------ PROVIDED RECORDS

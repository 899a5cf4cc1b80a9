/// Upvalues.
///
/// An open upvalue aliases a live stack slot; every open upvalue of a
/// coroutine is linked into one list sorted by strictly decreasing stack
/// slot, headed in the CoroutineContext. Closing copies the value into
/// the upvalue's inline storage, repoints the cell pointer at it, and
/// unlinks the node. A frame's upvalues are closed when the frame
/// returns (and on UCLO / tail calls); the sort order makes that a pop
/// loop from the head.
///
/// Immutable captures never materialize an Upvalue object at all: the
/// closure stores the value directly (decided by the compiler-provided
/// upvalue metadata).

use crate::arena::{GeneralPtr, VmArena};
use crate::coroutine::{slot_ptr, CoroutineContext};
use crate::tvalue::{HeapHeader, HeapKind, TValue};

const AUX_CLOSED: u16 = 1;

#[repr(C)]
pub struct Upvalue {
    /// aux bit 0: closed.
    pub header: HeapHeader,
    /// Address of the value cell: a stack slot while open, the inline
    /// storage after close.
    pub ptr: u64,
    pub closed_value: u64,
    /// GeneralPtr raw of the next open upvalue (strictly lower slot).
    pub next_open: i32,
    /// Absolute stack slot while open.
    pub stack_slot: u32,
}

impl Upvalue {
    #[inline(always)]
    pub fn is_closed(&self) -> bool {
        self.header.aux & AUX_CLOSED != 0
    }

    #[inline(always)]
    pub fn value(&self) -> TValue {
        unsafe { (self.ptr as *const TValue).read() }
    }

    #[inline(always)]
    pub fn set_value(&mut self, v: TValue) {
        unsafe { (self.ptr as *mut TValue).write(v) }
    }
}

#[inline(always)]
fn resolve(arena: &VmArena, g: i32) -> *mut Upvalue {
    GeneralPtr::<Upvalue>::from_raw(g).resolve(arena)
}

/// Find the open upvalue for `slot`, creating and linking one if absent.
/// Returns its GeneralPtr raw.
pub fn upvalue_for_slot(arena: &VmArena, co: *mut CoroutineContext, slot: u32) -> i32 {
    unsafe {
        // The list is sorted by decreasing slot; find the insertion point.
        let mut prev_link: *mut i32 = std::ptr::addr_of_mut!((*co).open_upvalues);
        let mut cur = *prev_link;
        while cur != 0 {
            let uv = resolve(arena, cur);
            if (*uv).stack_slot == slot {
                return cur;
            }
            if (*uv).stack_slot < slot {
                break;
            }
            prev_link = std::ptr::addr_of_mut!((*uv).next_open);
            cur = *prev_link;
        }

        let bytes = (std::mem::size_of::<Upvalue>() + 7) & !7;
        let uv = arena.alloc_user_ptr(bytes) as *mut Upvalue;
        HeapHeader::init(uv as *mut HeapHeader, HeapKind::Upvalue, 0, 0);
        (*uv).ptr = slot_ptr(co, slot) as u64;
        (*uv).closed_value = TValue::nil().raw();
        (*uv).next_open = cur;
        (*uv).stack_slot = slot;
        let g = GeneralPtr::<Upvalue>::from_addr(arena, uv as usize).raw();
        *prev_link = g;
        g
    }
}

/// Close every open upvalue at or above `from_slot`.
pub fn close_upvalues(arena: &VmArena, co: *mut CoroutineContext, from_slot: u32) {
    unsafe {
        let mut head = (*co).open_upvalues;
        while head != 0 {
            let uv = resolve(arena, head);
            if (*uv).stack_slot < from_slot {
                break;
            }
            (*uv).closed_value = ((*uv).ptr as *const u64).read();
            (*uv).ptr = std::ptr::addr_of_mut!((*uv).closed_value) as u64;
            (*uv).header.aux |= AUX_CLOSED;
            head = (*uv).next_open;
            (*uv).next_open = 0;
        }
        (*co).open_upvalues = head;
    }
}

------------

* [TASK ITEM]: In the listing above, find the line with "one if absent." and the line with "if (*uv).stack_slot < slot", then print exactly those lines and every line between them.

* [THE ANSWER]:
/// Find the open upvalue for `slot`, creating and linking one if absent.
/// Returns its GeneralPtr raw.
pub fn upvalue_for_slot(arena: &VmArena, co: *mut CoroutineContext, slot: u32) -> i32 {
    unsafe {
        // The list is sorted by decreasing slot; find the insertion point.
        let mut prev_link: *mut i32 = std::ptr::addr_of_mut!((*co).open_upvalues);
        let mut cur = *prev_link;
        while cur != 0 {
            let uv = resolve(arena, cur);
            if (*uv).stack_slot == slot {
                return cur;
            }
            if (*uv).stack_slot < slot {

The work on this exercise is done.